朝方に歩く川にはさざ波も見えて、水が流れていることがわかった。ゆらゆらと動くその水底は見えなかった。飛び込んだらどうなるんだろうという想像が朝日に反射してリアルによぎっていった。人間だからしかたないという免罪符は誰しも使うもの。そう書いておくことで何もかもが許される気がするパワーワード。あまりに有名な相田みつをの「人間だもの」は商標登録済なので、皆が違う言葉を探しているけれど、やっぱり戻ってきてしまう。とりわけ、たとえば曲名がないこの曲のように、力強く直接的な主張の後にふと落とし込むと実に効果的だ。

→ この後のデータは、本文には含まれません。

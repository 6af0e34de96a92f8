use drm_core::{ContentKey, KeyType};
use drm_widevine_proto::License;
use drm_widevine_proto::key_type_from_raw;

use crate::crypto::{aes, hmac, padding};
use crate::error::{CdmError, CdmResult};

const ENCRYPTION_LABEL: &[u8] = b"ENCRYPTION\x00";
const ENCRYPTION_LENGTH: [u8; 4] = [0x00, 0x00, 0x00, 0x80];
const AUTHENTICATION_LABEL: &[u8] = b"AUTHENTICATION\x00";
const AUTHENTICATION_LENGTH: [u8; 4] = [0x00, 0x00, 0x02, 0x00];

/**
    Key-derivation input for one license exchange.

    Holds the exact serialized `LicenseRequest` that was signed and sent.
    The server derives its keys from the bytes it received, so a copy
    re-encoded from a decoded message is not a substitute.
*/
#[derive(Debug, Clone, PartialEq, Eq)]
pub struct DerivationContext {
    request: Vec<u8>,
}

impl DerivationContext {
    pub fn new(request: impl Into<Vec<u8>>) -> Self {
        Self {
            request: request.into(),
        }
    }

    pub fn request(&self) -> &[u8] {
        &self.request
    }

    /// `"ENCRYPTION\0" || request || 00 00 00 80`
    pub fn enc_context(&self) -> Vec<u8> {
        labelled(ENCRYPTION_LABEL, &self.request, &ENCRYPTION_LENGTH)
    }

    /// `"AUTHENTICATION\0" || request || 00 00 02 00`
    pub fn mac_context(&self) -> Vec<u8> {
        labelled(AUTHENTICATION_LABEL, &self.request, &AUTHENTICATION_LENGTH)
    }
}

fn labelled(label: &[u8], request: &[u8], length: &[u8; 4]) -> Vec<u8> {
    let mut out = Vec::with_capacity(label.len() + request.len() + length.len());
    out.extend_from_slice(label);
    out.extend_from_slice(request);
    out.extend_from_slice(length);
    out
}

/**
    Keys derived from a session key with AES-128-CMAC (counter mode, the
    counter byte prefixed to the context):

      enc_key        = CMAC(k, 01 || enc_context)
      mac_key_server = CMAC(k, 01 || mac_context) || CMAC(k, 02 || mac_context)
      mac_key_client = CMAC(k, 03 || mac_context) || CMAC(k, 04 || mac_context)
*/
#[derive(Clone, PartialEq, Eq)]
pub struct SessionKeys {
    pub enc_key: [u8; 16],
    pub mac_key_server: [u8; 32],
    pub mac_key_client: [u8; 32],
}

impl SessionKeys {
    pub fn derive(context: &DerivationContext, session_key: &[u8; 16]) -> Self {
        let enc_context = context.enc_context();
        let mac_context = context.mac_context();
        let block = |counter: u8, ctx: &[u8]| {
            let mut msg = Vec::with_capacity(1 + ctx.len());
            msg.push(counter);
            msg.extend_from_slice(ctx);
            aes::cmac(session_key, &msg)
        };

        let mut mac_key_server = [0u8; 32];
        mac_key_server[..16].copy_from_slice(&block(0x01, &mac_context));
        mac_key_server[16..].copy_from_slice(&block(0x02, &mac_context));

        let mut mac_key_client = [0u8; 32];
        mac_key_client[..16].copy_from_slice(&block(0x03, &mac_context));
        mac_key_client[16..].copy_from_slice(&block(0x04, &mac_context));

        Self {
            enc_key: block(0x01, &enc_context),
            mac_key_server,
            mac_key_client,
        }
    }

    /**
        Check `SignedMessage.signature` of a license against `mac_key_server`.
    */
    pub fn verify_license(
        &self,
        side_channel: Option<&[u8]>,
        msg: &[u8],
        signature: &[u8],
    ) -> CdmResult<()> {
        hmac::verify_license(&self.mac_key_server, side_channel, msg, signature)
    }

    /**
        Unwrap one `KeyContainer.key` (AES-128-CBC under `enc_key`, PKCS#7).
    */
    pub fn unwrap_key(&self, iv: &[u8], wrapped: &[u8]) -> CdmResult<Vec<u8>> {
        let padded = aes::cbc_decrypt(&self.enc_key, iv, wrapped)?;
        padding::pkcs7_unpad(&padded, 16).map(<[u8]>::to_vec)
    }

    /**
        Unwrap the key containers of a verified license, in license order.

        With a `filter` only containers of that type are decrypted. Containers
        with an unknown type are skipped; a wanted container without IV or key
        material is an error.
    */
    pub fn unwrap_keys(&self, license: &License, filter: Option<KeyType>) -> CdmResult<Vec<ContentKey>> {
        let mut keys = Vec::new();
        for container in &license.key {
            let Some(key_type) = container.r#type.and_then(key_type_from_raw) else {
                continue;
            };
            if filter.is_some_and(|wanted| wanted != key_type) {
                continue;
            }

            let iv = container.iv.as_deref().ok_or(CdmError::MissingField("KeyContainer.iv"))?;
            let wrapped = container
                .key
                .as_deref()
                .ok_or(CdmError::MissingField("KeyContainer.key"))?;
            let key = self.unwrap_key(iv, wrapped)?;
            let kid = container.id.as_deref().unwrap_or_default();

            keys.push(ContentKey::from_container(kid, key, key_type)?);
        }
        Ok(keys)
    }
}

透明な水が流れるところに行きたい。旅行に行っても何をしたらいいのかわからない。けれど、もうずっと前からバニーガールで吐き出すことができるような量ではなかった。積み重なった澱みは川の底に溜まり、浚渫するほかなくなる。水底など見えない方がいいのだ。汚いものしかないのだから。汚いものが溜まり切った川は、やがて川ではなくなる。人間も、おそらく。
さすがに最後に「人間だもの」で締めるというのは安直に過ぎる。別に無理に文章にオチを付ける必要はないはずだ。オチが弱くたっていい、人間だもの。